What you need to do: A faithful copy of all the data below, please; leave no line out.

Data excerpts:
----
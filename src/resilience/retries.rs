//! Retry logic for background daemon calls.
//!
//! # Design Decisions
//! - Only the cache refresher retries; request handlers fail fast
//! - Delays double from `base_delay_ms` up to `max_delay_ms`, plus up to 10% jitter
//! - Logical "not found" is a success and never retried

use std::future::Future;
use std::time::Duration;

use rand::Rng;

use crate::config::RetryConfig;
use crate::daemon::DaemonResult;

/// Number of attempts allowed by `config` (at least one).
pub fn max_attempts(config: &RetryConfig) -> u32 {
    if config.enabled {
        config.max_attempts.max(1)
    } else {
        1
    }
}

/// Pause after the `failed`-th failed attempt (1-based).
pub fn backoff_delay(config: &RetryConfig, failed: u32) -> Duration {
    let doublings = failed.saturating_sub(1).min(63);
    let capped = config
        .base_delay_ms
        .saturating_mul(1u64 << doublings)
        .min(config.max_delay_ms);

    let jitter = match capped / 10 {
        0 => 0,
        range => rand::thread_rng().gen_range(0..range),
    };
    Duration::from_millis(capped + jitter)
}

/// Run `op` until it succeeds or the attempt budget is spent.
///
/// Returns the last error when every attempt failed.
pub async fn retry_with_backoff<T, F, Fut>(config: &RetryConfig, label: &str, mut op: F) -> DaemonResult<T>
where
    F: FnMut() -> Fut,
    Fut: Future<Output = DaemonResult<T>>,
{
    let max_attempts = max_attempts(config);
    let mut attempt = 0;

    loop {
        attempt += 1;
        match op().await {
            Ok(value) => return Ok(value),
            Err(e) if attempt < max_attempts => {
                let delay = backoff_delay(config, attempt);
                tracing::info!(
                    operation = label,
                    attempt,
                    delay = ?delay,
                    error = %e,
                    "Retrying daemon call"
                );
                tokio::time::sleep(delay).await;
            }
            Err(e) => return Err(e),
        }
    }
}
----
Response:
filename src/resilience/retries.rs
//! Retry logic for background daemon calls.
//!
//! # Design Decisions
//! - Only the cache refresher retries; request handlers fail fast
//! - Delays double from `base_delay_ms` up to `max_delay_ms`, plus up to 10% jitter
//! - Logical "not found" is a success and never retried

use std::future::Future;
use std::time::Duration;

use rand::Rng;

use crate::config::RetryConfig;
use crate::daemon::DaemonResult;

/// Number of attempts allowed by `config` (at least one).
pub fn max_attempts(config: &RetryConfig) -> u32 {
    if config.enabled {
        config.max_attempts.max(1)
    } else {
        1
    }
}

/// Pause after the `failed`-th failed attempt (1-based).
pub fn backoff_delay(config: &RetryConfig, failed: u32) -> Duration {
    let doublings = failed.saturating_sub(1).min(63);
    let capped = config
        .base_delay_ms
        .saturating_mul(1u64 << doublings)
        .min(config.max_delay_ms);

    let jitter = match capped / 10 {
        0 => 0,
        range => rand::thread_rng().gen_range(0..range),
    };
    Duration::from_millis(capped + jitter)
}

/// Run `op` until it succeeds or the attempt budget is spent.
///
/// Returns the last error when every attempt failed.
pub async fn retry_with_backoff<T, F, Fut>(config: &RetryConfig, label: &str, mut op: F) -> DaemonResult<T>
where
    F: FnMut() -> Fut,
    Fut: Future<Output = DaemonResult<T>>,
{
    let max_attempts = max_attempts(config);
    let mut attempt = 0;

    loop {
        attempt += 1;
        match op().await {
            Ok(value) => return Ok(value),
            Err(e) if attempt < max_attempts => {
                let delay = backoff_delay(config, attempt);
                tracing::info!(
                    operation = label,
                    attempt,
                    delay = ?delay,
                    error = %e,
                    "Retrying daemon call"
                );
                tokio::time::sleep(delay).await;
            }
            Err(e) => return Err(e),
        }
    }
}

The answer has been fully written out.